D'altro canto, gli affitti per le abitazioni primarie sono aumentati leggermente più velocemente allo 0,5% su base mensile, rispetto allo 0,4% di gennaio.

“È sceso così tanto nel mese precedente che non sono preoccupata per un rimbalzo”, ha detto delle assunzioni Laura Rosner-Warburton, economista senior di Macro Policy Perspectives. Secondo lui le attività di locazione e di locazione insieme “raccontano la storia del contenimento dei costi di alloggio”.

Ma anche se ultimamente le materie prime hanno subito una riduzione dell’inflazione, a febbraio si sono verificate alcune eccezioni. Ad esempio, ultimamente i prezzi dei vestiti sono diminuiti su base mensile, ma il mese scorso i prezzi sono aumentati.

I funzionari delle banche centrali si incontreranno la prossima settimana, il 19-20 marzo, e si prevede che i tassi di interesse rimarranno invariati in quella riunione. Dopo l’incontro pubblicheranno una nuova serie di previsioni economiche, che mostreranno quanto si aspettano di tagliare i tassi di interesse nel 2024. Secondo le ultime stime pubblicate a dicembre, i funzionari prevedono di effettuare tre modesti tagli ai tassi di interesse. Quest'anno.

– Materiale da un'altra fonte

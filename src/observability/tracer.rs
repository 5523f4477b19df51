//! Request tracing.
//!
//! # Responsibilities
//! - Build the tracer from settings (sampler, span logging, service name)
//! - Provide the middleware that opens one span per sampled request
//! - Register the tracer's close as a shutdown hook
//!
//! # Design Decisions
//! - Disabled tracing contributes nothing: no middleware, no hook
//! - Init failure is fatal; a half-configured tracer never serves traffic
//! - Trace context is carried in `x-trace-id`, reused when the caller sends one

use std::sync::atomic::{AtomicBool, AtomicU64, Ordering};
use std::sync::Arc;
use std::time::Instant;

use axum::extract::Request;
use axum::http::HeaderValue;
use axum::middleware::Next;
use thiserror::Error;
use tracing::Instrument;

use crate::config::TracingSettings;
use crate::http::middleware::Middleware;
use crate::lifecycle::hooks::ShutdownHooks;

pub const TRACE_HEADER: &str = "x-trace-id";

/// Name of the tracing step in the middleware chain.
pub const MIDDLEWARE_NAME: &str = "tracing";

/// Name of the shutdown hook closing the tracer.
pub const CLOSE_HOOK_NAME: &str = "tracer-close";

/// Errors raised by the tracer.
#[derive(Debug, Error, PartialEq)]
pub enum TracerError {
    #[error("service name must not be empty")]
    EmptyServiceName,

    #[error("sampling ratio {0} is outside [0, 1]")]
    InvalidSamplingRatio(f64),

    #[error("tracer already closed")]
    AlreadyClosed,
}

/// Tracer construction parameters.
#[derive(Debug, Clone, PartialEq)]
pub struct TracerConfig {
    pub service_name: String,
    /// 1.0 samples every request.
    pub sampling_ratio: f64,
    /// Log each finished span synchronously.
    pub log_spans: bool,
}

impl From<&TracingSettings> for TracerConfig {
    fn from(settings: &TracingSettings) -> Self {
        Self {
            service_name: settings.service_name.clone(),
            sampling_ratio: settings.sampling_ratio,
            log_spans: settings.log_spans,
        }
    }
}

#[derive(Debug)]
struct TracerInner {
    config: TracerConfig,
    finished_spans: AtomicU64,
    close_calls: AtomicU64,
    closed: AtomicBool,
}

/// Handle to the tracing client. Cheap to clone.
#[derive(Debug, Clone)]
pub struct Tracer {
    inner: Arc<TracerInner>,
}

impl Tracer {
    pub fn init(config: TracerConfig) -> Result<Self, TracerError> {
        if config.service_name.trim().is_empty() {
            return Err(TracerError::EmptyServiceName);
        }
        if !(0.0..=1.0).contains(&config.sampling_ratio) {
            return Err(TracerError::InvalidSamplingRatio(config.sampling_ratio));
        }

        tracing::info!(
            service = %config.service_name,
            sampling_ratio = config.sampling_ratio,
            log_spans = config.log_spans,
            "Tracer initialized"
        );

        Ok(Self {
            inner: Arc::new(TracerInner {
                config,
                finished_spans: AtomicU64::new(0),
                close_calls: AtomicU64::new(0),
                closed: AtomicBool::new(false),
            }),
        })
    }

    pub fn service_name(&self) -> &str {
        &self.inner.config.service_name
    }

    pub fn finished_spans(&self) -> u64 {
        self.inner.finished_spans.load(Ordering::SeqCst)
    }

    pub fn close_calls(&self) -> u64 {
        self.inner.close_calls.load(Ordering::SeqCst)
    }

    pub fn is_closed(&self) -> bool {
        self.inner.closed.load(Ordering::SeqCst)
    }

    /// Flush and close. Only the first call succeeds.
    pub fn close(&self) -> Result<(), TracerError> {
        self.inner.close_calls.fetch_add(1, Ordering::SeqCst);
        if self.inner.closed.swap(true, Ordering::SeqCst) {
            return Err(TracerError::AlreadyClosed);
        }
        tracing::info!(
            service = %self.service_name(),
            finished_spans = self.finished_spans(),
            "Tracer closed"
        );
        Ok(())
    }

    fn should_sample(&self) -> bool {
        let ratio = self.inner.config.sampling_ratio;
        !self.is_closed() && (ratio >= 1.0 || fastrand::f64() < ratio)
    }

    /// Middleware opening a span around the rest of the chain.
    pub fn middleware(&self) -> Middleware {
        let tracer = self.clone();
        Middleware::from_fn(MIDDLEWARE_NAME, move |request: Request, next: Next| {
            let tracer = tracer.clone();
            async move {
                if !tracer.should_sample() {
                    return next.run(request).await;
                }

                let trace_id = request
                    .headers()
                    .get(TRACE_HEADER)
                    .and_then(|v| v.to_str().ok())
                    .filter(|v| !v.is_empty())
                    .map(str::to_string)
                    .unwrap_or_else(|| uuid::Uuid::new_v4().simple().to_string());

                let span = tracing::info_span!(
                    "http.request",
                    service = %tracer.service_name(),
                    trace_id = %trace_id,
                    http.method = %request.method(),
                    http.path = %request.uri().path(),
                    http.status_code = tracing::field::Empty,
                );

                let start = Instant::now();
                let mut response = next.run(request).instrument(span.clone()).await;
                let status = response.status().as_u16();
                span.record("http.status_code", status);

                if let Ok(value) = HeaderValue::from_str(&trace_id) {
                    response.headers_mut().insert(TRACE_HEADER, value);
                }

                tracer.inner.finished_spans.fetch_add(1, Ordering::SeqCst);
                if tracer.inner.config.log_spans {
                    tracing::info!(
                        parent: &span,
                        status,
                        duration_ms = start.elapsed().as_millis() as u64,
                        "Span finished"
                    );
                }

                response
            }
        })
    }
}

/// Initialize the tracer when enabled; register its middleware and close hook.
///
/// Disabled tracing returns `Ok(None)` and touches neither list.
pub fn install(
    settings: &TracingSettings,
    hooks: &mut ShutdownHooks,
    middleware: &mut Vec<Middleware>,
) -> Result<Option<Tracer>, TracerError> {
    if !settings.enabled {
        tracing::debug!("Tracing disabled");
        return Ok(None);
    }

    let tracer = Tracer::init(TracerConfig::from(settings))?;

    let closing = tracer.clone();
    hooks.register(CLOSE_HOOK_NAME, move || closing.close().map_err(Into::into));
    middleware.push(tracer.middleware());

    Ok(Some(tracer))
}

#[cfg(test)]
mod tests {
    use super::*;

    fn enabled() -> TracingSettings {
        TracingSettings {
            enabled: true,
            ..TracingSettings::default()
        }
    }

    #[test]
    fn disabled_contributes_nothing() {
        let mut hooks = ShutdownHooks::new();
        let mut middleware = Vec::new();

        let tracer = install(&TracingSettings::default(), &mut hooks, &mut middleware).unwrap();
        assert!(tracer.is_none());
        assert!(hooks.is_empty());
        assert!(middleware.is_empty());
    }

    #[test]
    fn enabled_registers_one_hook_and_one_middleware() {
        let mut hooks = ShutdownHooks::new();
        let mut middleware = Vec::new();

        let tracer = install(&enabled(), &mut hooks, &mut middleware)
            .unwrap()
            .expect("tracer");
        assert_eq!(hooks.names(), vec![CLOSE_HOOK_NAME]);
        assert_eq!(middleware.len(), 1);
        assert_eq!(middleware[0].name(), MIDDLEWARE_NAME);

        let report = hooks.seal().run_all();
        assert!(report.all_succeeded());
        assert!(tracer.is_closed());
        assert_eq!(tracer.close_calls(), 1);
    }

    #[test]
    fn init_failure_is_reported() {
        let mut hooks = ShutdownHooks::new();
        let mut middleware = Vec::new();
        let settings = TracingSettings {
            sampling_ratio: 1.5,
            ..enabled()
        };

        let err = install(&settings, &mut hooks, &mut middleware).unwrap_err();
        assert_eq!(err, TracerError::InvalidSamplingRatio(1.5));
        assert!(hooks.is_empty());
        assert!(middleware.is_empty());

        let settings = TracingSettings {
            service_name: " ".into(),
            ..enabled()
        };
        assert_eq!(
            install(&settings, &mut hooks, &mut middleware).unwrap_err(),
            TracerError::EmptyServiceName
        );
    }

    #[test]
    fn second_close_is_detected() {
        let tracer = Tracer::init(TracerConfig::from(&enabled())).unwrap();
        assert!(tracer.close().is_ok());
        assert_eq!(tracer.close(), Err(TracerError::AlreadyClosed));
        assert_eq!(tracer.close_calls(), 2);
    }
}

Investitori Pensano La banca centrale potrebbe iniziare a tagliare i tassi di interesse a giugno, quest’anno prima del previsto.

In una nota in reazione al rapporto, gli economisti di Capital Economics hanno affermato: “Crediamo ancora che ci sia molta pressione al ribasso. Pensano ancora che la banca centrale inizierà a tagliare i tassi a giugno, e ci saranno” più prove in quel momento. di raffreddamento.